All the above expenses minus any income (rental / other business) multiplied by your break period can be an approximate amount for the reserve. Move the reserve into a fixed deposit scheme or other fixed income plans which can be liquidated any time. Don’t invest them in mutual funds or stocks as they are volatile and any steep changes can spoil your plan. Once you fix your finances, then rest becomes easy.



Step 3 – Insurance


This could have been part of the financials but then it deserves to be treated separately and is the most important aspect (whether you are married or not).


If you are an Indian and worked in some private firm or MNC’s here, you are most probably covered through the company insurance schemes (both health and sometimes life too). So when you plan for a break, it’s important to insure yourself and your family and also do that well in advance (atleast 4 – 6 months) so that the policy is enforceable any point of time during the break. Remember, God forsaken, something happens to you, your family must be safe-guarded for the rest of their life.


Health Insurance - Ensure you take a family floater scheme and for a period of 2 years atleast. Not more than that, if you are going to get back to work (unless you have enough disposable income). Ensure you cover your parents as well.


Life insurance is one of the most misguided financial instrument in our country. For some reason people always opt for endowment and money back policies, which are useless. Either you opt for a break or not, ensure you have a Term Insurance policy covering your entire life (including your family), normally atleast 10 times your annual income or any amount above that based on your ability to pay the premium.

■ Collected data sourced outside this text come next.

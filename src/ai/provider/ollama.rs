//! Ollama local model provider

use async_trait::async_trait;
use serde::{Deserialize, Serialize};
use serde_json::Value;
use tracing::{debug, warn};

use super::{
    LlmProvider, LlmResponse, ProviderConfig, ResponseMetadata, TokenUsage, http_client,
    prompt_utils,
};
use crate::ai::json_repair::extract_json;
use crate::types::{CodebriefError, ErrorCategory, ErrorClassifier, LlmError, Result};

const DEFAULT_API_BASE: &str = "http://localhost:11434";
const DEFAULT_MODEL: &str = "codellama";
const PROVIDER: &str = "ollama";

#[derive(Debug)]
pub struct OllamaProvider {
    api_base: String,
    model: String,
    temperature: f32,
    client: reqwest::Client,
}

impl OllamaProvider {
    pub fn new(config: ProviderConfig) -> Result<Self> {
        let api_base = validate_endpoint(config.api_base.as_deref().unwrap_or(DEFAULT_API_BASE))?;

        Ok(Self {
            api_base,
            model: config.model.unwrap_or_else(|| DEFAULT_MODEL.to_string()),
            temperature: config.temperature,
            client: http_client(config.timeout_secs)?,
        })
    }

    fn build_request(&self, prompt: &str, schema: &Value) -> GenerateRequest {
        GenerateRequest {
            model: self.model.clone(),
            prompt: prompt_utils::build_schema_prompt(prompt, schema),
            stream: false,
            format: "json",
            options: GenerateOptions {
                temperature: self.temperature,
            },
        }
    }
}

/// Accept only http(s) endpoints. Remote hosts are allowed with a warning.
fn validate_endpoint(endpoint: &str) -> Result<String> {
    let url = url::Url::parse(endpoint).map_err(|e| {
        CodebriefError::Config(format!("Invalid Ollama endpoint '{}': {}", endpoint, e))
    })?;

    if !matches!(url.scheme(), "http" | "https") {
        return Err(CodebriefError::Config(format!(
            "Ollama endpoint must use http or https, got: {}",
            url.scheme()
        )));
    }

    if let Some(host) = url.host_str()
        && !matches!(host, "localhost" | "127.0.0.1" | "[::1]")
    {
        warn!("Ollama endpoint is not local: {}", host);
    }

    Ok(url.as_str().trim_end_matches('/').to_string())
}

#[async_trait]
impl LlmProvider for OllamaProvider {
    async fn generate(&self, prompt: &str, schema: &Value) -> Result<LlmResponse> {
        debug!("Requesting generation from Ollama (model: {})", self.model);

        let response = self
            .client
            .post(format!("{}/api/generate", self.api_base))
            .json(&self.build_request(prompt, schema))
            .send()
            .await
            .map_err(|e| {
                if e.is_connect() {
                    CodebriefError::Llm(LlmError::with_provider(
                        ErrorCategory::Network,
                        format!(
                            "Failed to connect to Ollama at {}. Is `ollama serve` running?",
                            self.api_base
                        ),
                        PROVIDER,
                    ))
                } else {
                    CodebriefError::LlmApi(format!("Ollama request failed: {}", e))
                }
            })?;

        let status = response.status();
        if !status.is_success() {
            let body = response.text().await.unwrap_or_default();
            return Err(ErrorClassifier::classify_http_status(
                status.as_u16(),
                &format!("Ollama API error ({}): {}", status, body),
                PROVIDER,
            )
            .into());
        }

        let body: GenerateResponse = response
            .json()
            .await
            .map_err(|e| CodebriefError::LlmApi(format!("Failed to parse Ollama response: {}", e)))?;

        let usage = TokenUsage::new(
            body.prompt_eval_count.unwrap_or(0),
            body.eval_count.unwrap_or(0),
        );

        Ok(LlmResponse::new(
            extract_json(&body.response)?,
            usage,
            ResponseMetadata::new(PROVIDER, &self.model),
        ))
    }

    fn name(&self) -> &str {
        PROVIDER
    }

    fn model(&self) -> &str {
        &self.model
    }
}

// Wire types

#[derive(Debug, Serialize)]
struct GenerateRequest {
    model: String,
    prompt: String,
    stream: bool,
    format: &'static str,
    options: GenerateOptions,
}

#[derive(Debug, Serialize)]
struct GenerateOptions {
    temperature: f32,
}

#[derive(Debug, Deserialize)]
struct GenerateResponse {
    response: String,
    #[serde(default)]
    prompt_eval_count: Option<u32>,
    #[serde(default)]
    eval_count: Option<u32>,
}

#[cfg(test)]
mod tests {
    use super::*;
    use serde_json::json;

    fn config(api_base: Option<&str>) -> ProviderConfig {
        ProviderConfig {
            provider: PROVIDER.to_string(),
            api_base: api_base.map(String::from),
            ..Default::default()
        }
    }

    #[test]
    fn test_defaults() {
        let provider = OllamaProvider::new(config(None)).unwrap();
        assert_eq!(provider.api_base, DEFAULT_API_BASE);
        assert_eq!(provider.model(), DEFAULT_MODEL);
    }

    #[test]
    fn test_endpoint_validation() {
        assert!(OllamaProvider::new(config(Some("ftp://localhost:11434"))).is_err());
        assert!(OllamaProvider::new(config(Some("not a url"))).is_err());

        let provider = OllamaProvider::new(config(Some("http://gpu-box:11434/"))).unwrap();
        assert_eq!(provider.api_base, "http://gpu-box:11434");
    }

    #[test]
    fn test_request_shape() {
        let provider = OllamaProvider::new(config(None)).unwrap();
        let schema = json!({"type": "object"});
        let request = serde_json::to_value(provider.build_request("Explain", &schema)).unwrap();

        assert_eq!(request["format"], "json");
        assert_eq!(request["stream"], false);
        assert!(request["prompt"].as_str().unwrap().starts_with("Explain"));
    }

    #[test]
    fn test_response_counts_are_optional() {
        let body: GenerateResponse =
            serde_json::from_value(json!({"response": "{}"})).unwrap();
        assert_eq!(body.prompt_eval_count, None);
    }
}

The earlier you take this policy, the better. Infact this should be the first thing you do when you get a job.




Step 4 – Handling your closed ones at home


The moment you tell your folks about the thought of taking a break, hell breaks loose. Yes, it does. You may have to start the convincing act much earlier. So, start atleast 6 months in advance and inform them about your intention to take a break from regular work. Tell them about your plan (good things) and also the anticipated inconvenience which may happen (the bad things). Convince them that they can lead the same lifestyle during the break (and ensure you do that) and you have made all plans for the same.

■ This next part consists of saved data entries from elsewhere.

//! codebrief - AI-Assisted Codebase Report Generator
//!
//! Parses a repository, classifies its classes into architectural roles,
//! computes statistics and cyclomatic complexity, picks out key business
//! methods and combines all of it with LLM narrative into one JSON report.
//!
//! ## Quick Start
//!
//! ```ignore
//! use std::sync::Arc;
//! use codebrief::{Config, OfflineNarrator};
//! use codebrief::cli::commands::analyze::analyze_codebase;
//!
//! let mut config = Config::default();
//! config.analysis.path = "path/to/project".into();
//! let report = analyze_codebase(&config, Arc::new(OfflineNarrator)).await?;
//! println!("{} classes", report.statistics.total_classes);
//! ```
//!
//! ## Modules
//!
//! - [`ai`]: LLM providers and the narrative service
//! - [`analyzer`]: File scanning, project detection, tree-sitter parsing
//! - [`pipeline`]: Classification, statistics, complexity, key methods, aspects, assembly
//! - [`output`]: Report sinks
//! - [`config`]: Layered configuration

pub mod ai;
pub mod analyzer;
pub mod cli;
pub mod config;
pub mod constants;
pub mod output;
pub mod pipeline;
pub mod types;

// =============================================================================
// Core Re-exports
// =============================================================================

pub use config::{Config, ConfigLoader};
pub use types::{CodebaseAnalysis, CodebriefError, ErrorCategory, Result};

pub use ai::{LlmNarrator, LlmProvider, NarrativeService, OfflineNarrator, create_provider};
pub use analyzer::{FileScanner, Language, ProjectDetector, SourceParser};
pub use output::{JsonFileSink, ReportMetadata, ReportSink};
pub use pipeline::{AnalysisPipeline, PipelineOptions};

Explain them on the various activities you will take up during the break to keep yourselves occupied. If it’s about upgrading yourself through higher education or additional certifications, tell them that it will help you in future to get a better job. It will also help you spend more time with your family… infact that will be the most significant expectation from their end…especially your kids. If you can convince them, be rest assured that they will stand by you and support you during the break.


Step 5 – Handling your boss (planning for the exit)


Discuss the possibility of taking a break much earlier with your boss. Don’t ever make it a surprise decision – no one is going to believe you. Ensure they are aware of your interests and also the concerns which are pushing you towards a break. If the organisation can support you and provide you alternatives then it’s a win-win situation. There are some organisations which offer sabbaticals and extended holidays to manage such situations. Many don’t, atleast in India. So it’s important for you to discuss this with your boss on a regular basis casually and get him prepared for this.


It’s also very important for you to keep the relationship with your organisation intact during this period. In all probabilities they (HR) don’t believe you about the break and expect you to join another organisation. There can be situations where they can become hostile and push you towards frustration. Luckily I dint have to go through this. But then it need not be the case always. Tell your boss your tentative date of resignation and if you will serve the notice period. It’s always better to serve the notice period in such scenarios and have a smooth handover plan.


If you plan the above 5 steps meticulously, then you can take the plunge happily and let things unfold itself during the break. But, as mentioned earlier the financial part is the most important.